Er trug bei sich ein Ringlein kleine
   Das gab ihm funfzig Männer Stärk-:
Im half gar oft das Kleinod reine,
   Daß er gewann gar manches Werk.
10. Ein König aus Griechenland, ein Degen unverzaget, 1 )
   Der Alexander hieß,
Nahm ihn zum Kriegespfand und führt ihn hochgemuth 2 )
   In seine Kriege mit,
Als er das Reich einnahm im Morgen.
Bei ihm war er in Freud und Leid,
Bei ihm stand er aus Müh- und Sorgen,
Schlug manchen Ritter auf der Haid-.

Nach allerhand Irrfahrten und Abenteuern mit Rittern und Fabelwesen (Greifen) kehrt er schließlich mit der erkämpften Gattin in das heimische Werlenland zurück.

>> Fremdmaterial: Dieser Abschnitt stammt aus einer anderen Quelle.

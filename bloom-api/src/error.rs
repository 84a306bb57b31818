//! Error types for bloom-api
//!
//! Every error response body is `{"error": <message>, "code": <CODE>}`.

use crate::blob::BlobError;
use crate::curriculum::CurriculumError;
use axum::{
    http::StatusCode,
    response::{IntoResponse, Response},
    Json,
};
use serde_json::json;
use thiserror::Error;
use tracing::error;

/// API error type
#[derive(Debug, Error)]
pub enum ApiError {
    /// Resource not found (404)
    #[error("{0}")]
    NotFound(String),

    /// Invalid request (400)
    #[error("{0}")]
    BadRequest(String),

    /// Conflict (409), e.g. duplicate username or enrollment
    #[error("{0}")]
    Conflict(String),

    /// Missing or invalid server configuration (500)
    #[error("{0}")]
    Config(String),

    /// Internal server error (500)
    #[error("{0}")]
    Internal(String),

    #[error(transparent)]
    Curriculum(#[from] CurriculumError),

    #[error(transparent)]
    Blob(#[from] BlobError),

    /// bloom-common error
    #[error(transparent)]
    Common(bloom_common::Error),

    /// Generic error
    #[error(transparent)]
    Other(#[from] anyhow::Error),
}

impl From<bloom_common::Error> for ApiError {
    fn from(err: bloom_common::Error) -> Self {
        use bloom_common::Error as E;

        if crate::db::is_unique_violation(&err) {
            return ApiError::Conflict("Resource already exists".to_string());
        }
        match err {
            E::NotFound(msg) => ApiError::NotFound(format!("{} not found", msg)),
            E::InvalidInput(msg) => ApiError::BadRequest(msg),
            E::Config(msg) => ApiError::Config(msg),
            other => ApiError::Common(other),
        }
    }
}

impl ApiError {
    pub fn status(&self) -> StatusCode {
        match self {
            ApiError::NotFound(_) => StatusCode::NOT_FOUND,
            ApiError::BadRequest(_) => StatusCode::BAD_REQUEST,
            ApiError::Conflict(_) => StatusCode::CONFLICT,
            ApiError::Config(_) | ApiError::Internal(_) | ApiError::Common(_) | ApiError::Other(_) => {
                StatusCode::INTERNAL_SERVER_ERROR
            }
            ApiError::Curriculum(err) => match err {
                CurriculumError::ExtractionFailed(_)
                | CurriculumError::ChapterIndexOutOfRange { .. }
                | CurriculumError::DuplicateChapter { .. } => StatusCode::BAD_REQUEST,
                CurriculumError::NoCurriculumGenerated => StatusCode::INTERNAL_SERVER_ERROR,
            },
            ApiError::Blob(err) => match err {
                BlobError::InvalidPath(_) => StatusCode::BAD_REQUEST,
                BlobError::NotFound(_) => StatusCode::NOT_FOUND,
                BlobError::Io(_) => StatusCode::INTERNAL_SERVER_ERROR,
            },
        }
    }

    fn code(&self) -> &'static str {
        match self {
            ApiError::NotFound(_) => "NOT_FOUND",
            ApiError::BadRequest(_) => "BAD_REQUEST",
            ApiError::Conflict(_) => "CONFLICT",
            ApiError::Config(_) => "CONFIG_ERROR",
            ApiError::Internal(_) | ApiError::Other(_) => "INTERNAL_ERROR",
            ApiError::Common(_) => "COMMON_ERROR",
            ApiError::Curriculum(CurriculumError::ExtractionFailed(_)) => "EXTRACTION_FAILED",
            ApiError::Curriculum(CurriculumError::NoCurriculumGenerated) => "PIPELINE_EXHAUSTED",
            ApiError::Curriculum(
                CurriculumError::ChapterIndexOutOfRange { .. } | CurriculumError::DuplicateChapter { .. },
            ) => "BAD_REQUEST",
            ApiError::Blob(_) => "BLOB_ERROR",
        }
    }
}

impl IntoResponse for ApiError {
    fn into_response(self) -> Response {
        let status = self.status();
        let code = self.code();
        let message = match &self {
            // Extraction messages are already user-facing
            ApiError::Curriculum(CurriculumError::ExtractionFailed(msg)) => msg.clone(),
            other => other.to_string(),
        };

        if status.is_server_error() {
            error!(code, "{}", message);
        }

        let body = Json(json!({
            "error": message,
            "code": code,
        }));

        (status, body).into_response()
    }
}

/// Result type for API handlers
pub type ApiResult<T> = Result<T, ApiError>;

#[cfg(test)]
mod tests {
    use super::*;

    #[test]
    fn test_status_mapping() {
        assert_eq!(ApiError::BadRequest("x".into()).status(), StatusCode::BAD_REQUEST);
        assert_eq!(
            ApiError::from(CurriculumError::NoCurriculumGenerated).status(),
            StatusCode::INTERNAL_SERVER_ERROR
        );
        assert_eq!(
            ApiError::from(CurriculumError::ExtractionFailed("No text extracted from PDF".into())).status(),
            StatusCode::BAD_REQUEST
        );
        assert_eq!(
            ApiError::from(bloom_common::Error::NotFound("Module 1".into())).status(),
            StatusCode::NOT_FOUND
        );
        assert_eq!(
            ApiError::from(bloom_common::Error::InvalidInput("bad".into())).status(),
            StatusCode::BAD_REQUEST
        );
        assert_eq!(
            ApiError::from(BlobError::InvalidPath("../x".into())).status(),
            StatusCode::BAD_REQUEST
        );
    }

    #[test]
    fn test_extraction_message_is_passed_through() {
        let response = ApiError::from(CurriculumError::ExtractionFailed("No text extracted from PDF".into()))
            .into_response();
        assert_eq!(response.status(), StatusCode::BAD_REQUEST);
    }
}
//! Chapter generation for a single text chunk
//!
//! One chunk becomes one completion call. The reply is cut down to its JSON
//! object and strictly validated; anything short of a fully valid chapter
//! list is rejected as a whole.

use super::chunker::TextChunk;
use super::numbering::strip_chapter_prefix;
use super::{Chapter, Lesson, QuizQuestion};
use crate::completion::{extract_json_object, CompletionError, CompletionRequest, CompletionService};
use serde::Deserialize;
use std::sync::Arc;
use std::time::Duration;
use thiserror::Error;
use tracing::{debug, warn};

/// Sampling parameters for chapter generation calls
#[derive(Debug, Clone, PartialEq)]
pub struct GenerationParams {
    pub model: String,
    pub max_output_tokens: u32,
    pub temperature: f32,
    /// Upper bound on a single completion call
    pub timeout: Duration,
}

impl Default for GenerationParams {
    fn default() -> Self {
        Self {
            model: "gpt-4".to_string(),
            max_output_tokens: 1500,
            temperature: 0.2,
            timeout: Duration::from_secs(120),
        }
    }
}

/// Why a completion reply could not be turned into chapters
#[derive(Debug, Error)]
pub enum UpstreamParseError {
    #[error("Response contains no JSON object")]
    NoJsonObject,

    #[error("Response is not valid curriculum JSON: {0}")]
    InvalidJson(#[from] serde_json::Error),

    #[error("Response has no chapters")]
    MissingChapters,

    #[error("Chapter {index} is invalid: {reason}")]
    InvalidChapter { index: usize, reason: String },
}

/// Why a chunk contributed no chapters
#[derive(Debug, Error)]
pub enum ChunkFailure {
    #[error(transparent)]
    Completion(#[from] CompletionError),

    #[error("Completion call timed out after {0:?}")]
    Timeout(Duration),

    #[error(transparent)]
    Parse(#[from] UpstreamParseError),
}

pub struct ChapterGenerator {
    service: Arc<dyn CompletionService>,
    params: GenerationParams,
}

impl ChapterGenerator {
    pub fn new(service: Arc<dyn CompletionService>, params: GenerationParams) -> Self {
        Self { service, params }
    }

    pub fn params(&self) -> &GenerationParams {
        &self.params
    }

    /// Generate chapters for one chunk
    ///
    /// Blank chunks produce no chapters without calling the service.
    pub async fn try_generate(&self, chunk: &TextChunk) -> Result<Vec<Chapter>, ChunkFailure> {
        if chunk.is_blank() {
            debug!("Skipping blank chunk");
            return Ok(Vec::new());
        }

        let request = CompletionRequest {
            model: self.params.model.clone(),
            prompt: build_prompt(chunk.as_str()),
            temperature: self.params.temperature,
            max_output_tokens: self.params.max_output_tokens,
        };

        let response = tokio::time::timeout(self.params.timeout, self.service.complete(request))
            .await
            .map_err(|_| ChunkFailure::Timeout(self.params.timeout))??;

        Ok(parse_chapters(&response.text)?)
    }

    /// Like [`try_generate`](Self::try_generate), but a failed chunk yields no chapters
    pub async fn generate(&self, chunk: &TextChunk) -> Vec<Chapter> {
        match self.try_generate(chunk).await {
            Ok(chapters) => chapters,
            Err(e) => {
                warn!(service = self.service.name(), "Chunk contributed no chapters: {}", e);
                Vec::new()
            }
        }
    }
}

/// Instruction sent for one chunk
pub fn build_prompt(chunk: &str) -> String {
    format!(
        r#"You are an expert university-level curriculum designer. Given the following section from a university textbook, generate a thorough and detailed curriculum in JSON format, suitable for university students.

The JSON object must have exactly this shape:
{{
  "chapters": [
    {{
      "title": "Chapter name",
      "content": "A detailed summary or main content for the chapter",
      "lessons": [
        {{ "title": "Lesson title", "content": "A thorough explanation of the lesson topic" }}
      ],
      "quiz": [
        {{ "question": "Quiz question", "options": ["A", "B", "C", "D"], "answer": "A" }}
      ]
    }}
  ]
}}

Rules:
1. Do NOT number chapter titles and do not prefix them with "Chapter"; give only the chapter name.
2. Each chapter must have a unique title and unique content.
3. Every quiz answer must be exactly one of its options.
4. If the section is not enough for a full chapter, extract as much as you can (lessons, summaries or quiz questions).

Respond ONLY with valid JSON. Do not include any explanation or commentary.

Textbook content:
{}
"#,
        chunk
    )
}

#[derive(Deserialize)]
struct RawCurriculum {
    chapters: Option<Vec<RawChapter>>,
}

#[derive(Deserialize)]
struct RawChapter {
    title: Option<String>,
    content: Option<String>,
    lessons: Option<Vec<Lesson>>,
    quiz: Option<Vec<QuizQuestion>>,
}

/// Parse and validate a completion reply into chapters
pub fn parse_chapters(text: &str) -> Result<Vec<Chapter>, UpstreamParseError> {
    let json = extract_json_object(text).ok_or(UpstreamParseError::NoJsonObject)?;
    let raw: RawCurriculum = serde_json::from_str(json)?;

    let chapters = match raw.chapters {
        Some(chapters) if !chapters.is_empty() => chapters,
        _ => return Err(UpstreamParseError::MissingChapters),
    };

    chapters
        .into_iter()
        .enumerate()
        .map(|(index, raw)| {
            validate_chapter(raw).map_err(|reason| UpstreamParseError::InvalidChapter { index, reason })
        })
        .collect()
}

fn validate_chapter(raw: RawChapter) -> Result<Chapter, String> {
    let title = raw.title.ok_or("missing title")?;
    if strip_chapter_prefix(&title).is_empty() {
        return Err("blank title".to_string());
    }

    let content = raw.content.ok_or("missing content")?;
    if content.trim().is_empty() {
        return Err("blank content".to_string());
    }

    let lessons = raw.lessons.ok_or("missing lessons")?;
    if let Some(position) = lessons.iter().position(|l| l.title.trim().is_empty()) {
        return Err(format!("lesson {} has a blank title", position));
    }

    let quiz = raw.quiz.ok_or("missing quiz")?;
    for (position, question) in quiz.iter().enumerate() {
        if question.question.trim().is_empty() {
            return Err(format!("quiz question {} is blank", position));
        }
        if question.options.is_empty() {
            return Err(format!("quiz question {} has no options", position));
        }
        if !question.options.contains(&question.answer) {
            return Err(format!("quiz question {} answer is not among its options", position));
        }
    }

    Ok(Chapter {
        title: title.trim().to_string(),
        content,
        lessons,
        quiz,
    })
}
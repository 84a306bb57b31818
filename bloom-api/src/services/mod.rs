//! Completion-backed planning services
//!
//! Single-shot completion calls outside the chunked curriculum pipeline.

pub mod lesson_details;
pub mod roadmap;

pub use lesson_details::{LessonDetails, LessonDetailsService};
pub use roadmap::{Milestone, Roadmap, RoadmapError, RoadmapService, RoadmapTask};
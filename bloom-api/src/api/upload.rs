//! Teacher upload endpoint
//!
//! POST /api/teacher-upload accepts either a multipart form carrying a PDF or
//! a JSON body carrying raw text, runs the curriculum pipeline and persists
//! the result as a new module.

use crate::curriculum::chunker::{chunk_text, chunk_texts};
use crate::curriculum::extractor::extract_pdf_text_blocking;
use crate::curriculum::{
    ChapterGenerator, Curriculum, CurriculumAssembler, CurriculumError, TextChunk, UNTITLED_TEXTBOOK,
};
use crate::db::modules::{insert_module, Module, NewModule};
use crate::db::teachers::{ensure_default_teacher_on, get_teacher};
use crate::{ApiError, ApiResult, AppState};
use axum::{
    extract::{FromRequest, Multipart, Request, State},
    http::header::CONTENT_TYPE,
    routing::post,
    Json, Router,
};
use serde::{Deserialize, Serialize};
use std::sync::Arc;
use tracing::{info, warn};
use uuid::Uuid;

/// JSON upload body
#[derive(Debug, Default, Deserialize)]
#[serde(rename_all = "camelCase")]
pub struct TextUpload {
    /// Whole text, chunked server-side
    pub text: Option<String>,
    /// Caller-chunked text; takes precedence over `text`
    pub text_chunks: Option<Vec<String>>,
    pub textbook_or_subject: Option<String>,
    pub teacher_id: Option<String>,
}

#[derive(Debug, Serialize)]
pub struct UploadResponse {
    pub success: bool,
    pub module: Module,
    pub curriculum: Curriculum,
}

enum UploadSource {
    Pdf(Vec<u8>),
    Texts(Vec<String>),
}

struct UploadInput {
    source: UploadSource,
    textbook_or_subject: Option<String>,
    teacher_id: Option<String>,
}

/// POST /api/teacher-upload handler
///
/// **Responses:**
/// - 200 `{"success": true, "module": {...}, "curriculum": {"chapters": [...]}}`
/// - 400 missing PDF, unreadable PDF, empty text, unsupported content type
/// - 500 no completion key configured, or no chapters generated
pub async fn teacher_upload(State(state): State<AppState>, request: Request) -> ApiResult<Json<UploadResponse>> {
    let content_type = request
        .headers()
        .get(CONTENT_TYPE)
        .and_then(|value| value.to_str().ok())
        .unwrap_or_default()
        .to_ascii_lowercase();

    let input = if content_type.starts_with("multipart/form-data") {
        let multipart = Multipart::from_request(request, &state)
            .await
            .map_err(|e| ApiError::BadRequest(e.body_text()))?;
        read_multipart(multipart).await?
    } else if content_type.starts_with("application/json") {
        let Json(body) = Json::<TextUpload>::from_request(request, &state)
            .await
            .map_err(|e| ApiError::BadRequest(e.body_text()))?;
        read_json(body)?
    } else {
        return Err(ApiError::BadRequest("Unsupported content type".to_string()));
    };

    let service = state.completion_service().await?;

    let chunks = match input.source {
        UploadSource::Pdf(bytes) => {
            let extracted = extract_pdf_text_blocking(bytes, state.settings.extraction_budget()).await?;
            info!(
                pages = extracted.page_count,
                truncated = extracted.truncated,
                "Extracted text from uploaded PDF"
            );
            chunk_text(&extracted.text, state.settings.chunk_max_chars)
        }
        UploadSource::Texts(texts) => chunk_texts(&texts, state.settings.chunk_max_chars),
    };

    // The default teacher is only created once there is a module to own
    let teacher_id = match input.teacher_id.as_deref() {
        Some(raw) => {
            let id = super::parse_id(raw, "teacherId")?;
            let teacher = get_teacher(&state.db, id)
                .await?
                .ok_or_else(|| ApiError::NotFound("Teacher not found".to_string()))?;
            Some(teacher.id)
        }
        None => None,
    };

    let assembled = match assemble(&state, service, chunks).await {
        Ok(assembled) => assembled,
        Err(e) => {
            warn!("Curriculum generation failed: {}", e);
            state.record_error(e.to_string()).await;
            return Err(e.into());
        }
    };

    let textbook_or_subject = input
        .textbook_or_subject
        .map(|label| label.trim().to_string())
        .filter(|label| !label.is_empty())
        .unwrap_or_else(|| UNTITLED_TEXTBOOK.to_string());

    let module = persist_module(
        &state,
        teacher_id,
        assembled.title,
        assembled.curriculum.clone(),
        textbook_or_subject,
    )
    .await?;

    info!(
        module_id = %module.id,
        chapters = module.curriculum.chapters.len(),
        "Created module from upload"
    );

    Ok(Json(UploadResponse {
        success: true,
        module,
        curriculum: assembled.curriculum,
    }))
}

async fn assemble(
    state: &AppState,
    service: Arc<dyn crate::completion::CompletionService>,
    chunks: Vec<TextChunk>,
) -> Result<crate::curriculum::AssembledCurriculum, CurriculumError> {
    let generator = Arc::new(ChapterGenerator::new(service, state.settings.generation_params()));
    CurriculumAssembler::new(generator, state.settings.chapter_ordering)
        .assemble(chunks)
        .await
}

/// Resolve the owning teacher and insert the module in one transaction
async fn persist_module(
    state: &AppState,
    teacher_id: Option<Uuid>,
    title: String,
    curriculum: Curriculum,
    textbook_or_subject: String,
) -> ApiResult<Module> {
    let mut tx = state.db.begin().await.map_err(bloom_common::Error::from)?;

    let teacher_id = match teacher_id {
        Some(id) => id,
        None => ensure_default_teacher_on(&mut tx).await?.id,
    };

    let module = insert_module(
        &mut *tx,
        NewModule {
            title,
            teacher_id,
            curriculum,
            textbook_or_subject,
        },
    )
    .await?;

    tx.commit().await.map_err(bloom_common::Error::from)?;
    Ok(module)
}

async fn read_multipart(mut multipart: Multipart) -> ApiResult<UploadInput> {
    let mut pdf = None;
    let mut textbook_or_subject = None;
    let mut teacher_id = None;

    while let Some(field) = multipart
        .next_field()
        .await
        .map_err(|e| ApiError::BadRequest(e.body_text()))?
    {
        let name = field.name().unwrap_or_default().to_string();
        match name.as_str() {
            "pdf" => {
                let bytes = field.bytes().await.map_err(|e| ApiError::BadRequest(e.body_text()))?;
                pdf = Some(bytes.to_vec());
            }
            "textbookOrSubject" => {
                textbook_or_subject = Some(field.text().await.map_err(|e| ApiError::BadRequest(e.body_text()))?);
            }
            "teacherId" => {
                let text = field.text().await.map_err(|e| ApiError::BadRequest(e.body_text()))?;
                teacher_id = Some(text).filter(|t| !t.trim().is_empty());
            }
            _ => {}
        }
    }

    let pdf = pdf
        .filter(|bytes| !bytes.is_empty())
        .ok_or_else(|| ApiError::BadRequest("No PDF uploaded".to_string()))?;

    Ok(UploadInput {
        source: UploadSource::Pdf(pdf),
        textbook_or_subject,
        teacher_id,
    })
}

fn read_json(body: TextUpload) -> ApiResult<UploadInput> {
    let texts = match (body.text_chunks, body.text) {
        (Some(chunks), _) => chunks,
        (None, Some(text)) => vec![text],
        (None, None) => Vec::new(),
    };

    if texts.iter().all(|t| t.trim().is_empty()) {
        return Err(ApiError::BadRequest("No text provided in JSON".to_string()));
    }

    Ok(UploadInput {
        source: UploadSource::Texts(texts),
        textbook_or_subject: body.textbook_or_subject,
        teacher_id: body.teacher_id.filter(|t| !t.trim().is_empty()),
    })
}

pub fn upload_routes() -> Router<AppState> {
    Router::new().route("/api/teacher-upload", post(teacher_upload))
}
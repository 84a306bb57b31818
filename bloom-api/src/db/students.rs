//! Student records

use super::{now, parse_json, parse_timestamp, parse_uuid};
use bloom_common::Result;
use chrono::{DateTime, Utc};
use serde::Serialize;
use serde_json::Value;
use sqlx::{sqlite::SqliteRow, Row, SqlitePool};
use uuid::Uuid;

#[derive(Debug, Clone, PartialEq, Serialize)]
#[serde(rename_all = "camelCase")]
pub struct Student {
    pub id: Uuid,
    pub name: String,
    pub username: String,
    pub image_url: Option<String>,
    pub preferences: Option<Value>,
    pub created_at: DateTime<Utc>,
}

/// A subject a student is enrolled in
#[derive(Debug, Clone, PartialEq, Serialize)]
pub struct EnrolledSubject {
    pub name: String,
    pub progress: i64,
}

/// Student with their enrollments, as listed to teachers
#[derive(Debug, Clone, PartialEq, Serialize)]
#[serde(rename_all = "camelCase")]
pub struct StudentSummary {
    #[serde(flatten)]
    pub student: Student,
    pub enrolled: Vec<EnrolledSubject>,
}

fn from_row(row: &SqliteRow) -> Result<Student> {
    Ok(Student {
        id: parse_uuid(row.get("id"))?,
        name: row.get("name"),
        username: row.get("username"),
        image_url: row.get("image_url"),
        preferences: parse_json(row.get("preferences"))?,
        created_at: parse_timestamp(row.get("created_at"))?,
    })
}

pub async fn create_student(
    pool: &SqlitePool,
    name: &str,
    username: &str,
    preferences: Option<&Value>,
) -> Result<Student> {
    let id = Uuid::new_v4();
    let created_at = now();
    let preferences_text = preferences.map(serde_json::to_string).transpose()?;

    sqlx::query("INSERT INTO students (id, name, username, preferences, created_at) VALUES (?, ?, ?, ?, ?)")
        .bind(id.to_string())
        .bind(name)
        .bind(username)
        .bind(&preferences_text)
        .bind(&created_at)
        .execute(pool)
        .await?;

    Ok(Student {
        id,
        name: name.to_string(),
        username: username.to_string(),
        image_url: None,
        preferences: preferences.cloned(),
        created_at: parse_timestamp(&created_at)?,
    })
}

pub async fn find_student_by_username(pool: &SqlitePool, username: &str) -> Result<Option<Student>> {
    sqlx::query("SELECT * FROM students WHERE username = ?")
        .bind(username)
        .fetch_optional(pool)
        .await?
        .as_ref()
        .map(from_row)
        .transpose()
}

/// All students, or only those on `teacher_id`'s roster
pub async fn list_students(pool: &SqlitePool, teacher_id: Option<Uuid>) -> Result<Vec<StudentSummary>> {
    let rows = match teacher_id {
        Some(teacher_id) => {
            sqlx::query(
                r#"
                SELECT s.* FROM students s
                JOIN teacher_students ts ON ts.student_id = s.id
                WHERE ts.teacher_id = ?
                ORDER BY s.name, s.username
                "#,
            )
            .bind(teacher_id.to_string())
            .fetch_all(pool)
            .await?
        }
        None => {
            sqlx::query("SELECT * FROM students ORDER BY name, username")
                .fetch_all(pool)
                .await?
        }
    };

    let mut summaries = Vec::with_capacity(rows.len());
    for row in &rows {
        let student = from_row(row)?;
        let enrolled = enrolled_subjects(pool, student.id).await?;
        summaries.push(StudentSummary { student, enrolled });
    }

    Ok(summaries)
}

async fn enrolled_subjects(pool: &SqlitePool, student_id: Uuid) -> Result<Vec<EnrolledSubject>> {
    let rows = sqlx::query(
        r#"
        SELECT sub.name AS name, e.progress AS progress
        FROM enrollments e
        JOIN subjects sub ON sub.id = e.subject_id
        WHERE e.student_id = ?
        ORDER BY sub.name
        "#,
    )
    .bind(student_id.to_string())
    .fetch_all(pool)
    .await?;

    Ok(rows
        .iter()
        .map(|row| EnrolledSubject {
            name: row.get("name"),
            progress: row.get("progress"),
        })
        .collect())
}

27. Er kam auf einem Kiel, deß Schnabel war ein Greife:
   Im Schild ein Ochse war.
Er baut von Neuem auf nach einer Sitten reife
   Ein Schloß, hieß Bützow gar
Nach seines schweren Schildes Namen,
Darauf baut er auch Meklenburg:
Hernach er seine Reise nahme
Nach Werle und baut eine Burg.
29, 5. Er hat das weite Land bezwungen
Bis an die Weichsel von der Elb:
Sein Lob wird an den Himmel dringen
Von dieser Erden groß Gewölb.
30. Von ihm so kommen her die Fürsten dieser Länder,
   Die so berühmet sein:
Er ist wohl Lobenswerth von einem, der behender
   Im Singen mag erschein-n.
Wir preisen willig unsre Herren
Der Druiden Beispiel folgend nach.

1) unuerzeite.
2) hochgemeite.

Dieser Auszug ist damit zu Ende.